In a qualitative systematic review used to describe family deliberation about g-tube insertion, the authors concluded that, “The decision-making process for parents was…characterized as a period of uncertainty, stress, and conflict.”4  In the review, the authors identified themes affecting the experience of parental decision-making: values, context, and process.4  These themes mirror the conceptual model of decisional conflict, which occurs when an individual has uncertainty about what option to choose when facing a medical decision.9  The decisional conflict scale (DCS) is a validated tool developed to quantify the degree of decisional uncertainty.10  The DCS has been used widely to assess decisional conflict about medical decisions, including in pediatric studies about surgical interventions.11,12  The DCS allows measurement of decisional conflict at different points in the g-tube consultation process to inform development of decision support interventions.

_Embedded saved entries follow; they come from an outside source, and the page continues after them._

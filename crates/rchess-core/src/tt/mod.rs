//! 置換表モジュール
//!
//! 探索結果をキャッシュする置換表（Transposition Table）。
//!
//! - `TtEntry`: エントリ（16バイト、XOR自己検証）
//! - `TranspositionTable`: テーブル本体（2-wayバケット）
//! - probe/store操作と世代カウンター
//!
//! # XOR自己検証
//!
//! エントリは `key = fullHash ^ data` を保持し、読み出し時に
//! `key ^ data == fullHash` で有効性を再導出する。第2のハッシュを持たずに
//! 衝突と不完全な書き込みを検出できるが、XOR結果まで一致する衝突は
//! 判別できない（既知の限界。誤ヒットは「エントリなし」と同じ扱いになる）。

mod entry;
mod table;

pub use entry::{TtData, TtEntry};
pub use table::{TranspositionTable, TtLookup};

/// デフォルトのテーブルサイズ（MB）
pub const DEFAULT_SIZE_MB: usize = 64;

/// テーブルサイズの上限（MB）
pub const MAX_SIZE_MB: usize = 2048;

/// エントリサイズ（バイト）
pub const ENTRY_SIZE: usize = 16;

/// 1MBあたりのエントリ数
pub const ENTRIES_PER_MB: usize = 1024 * 1024 / ENTRY_SIZE;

At our institution, decision support around g-tube placement occurs within a comanagement model between pediatric hospitalists and interventional radiologists.13  Families referred for initial consultation about g-tube placement in interventional radiology meet first with a pediatric hospitalist and a dedicated nurse practitioner for decision-making about g-tube candidacy. Then, interventional radiology obtains informed consent from the family and performs the procedure. Postprocedure care is managed by a team including representatives from both interventional radiology and pediatric medicine. This comanagement model has several advantages for the decision-making process. The hospitalists and the nurse practitioner have deep knowledge about g-tubes and about children with medical complexity, but, as noninterventionalists, they can be viewed by families as impartial.14  Without procedural time demands, they can schedule longer appointments to allow for more discussion. They also bring clinical expertise in the incorporation of family values into decision-making for children with medical complexity.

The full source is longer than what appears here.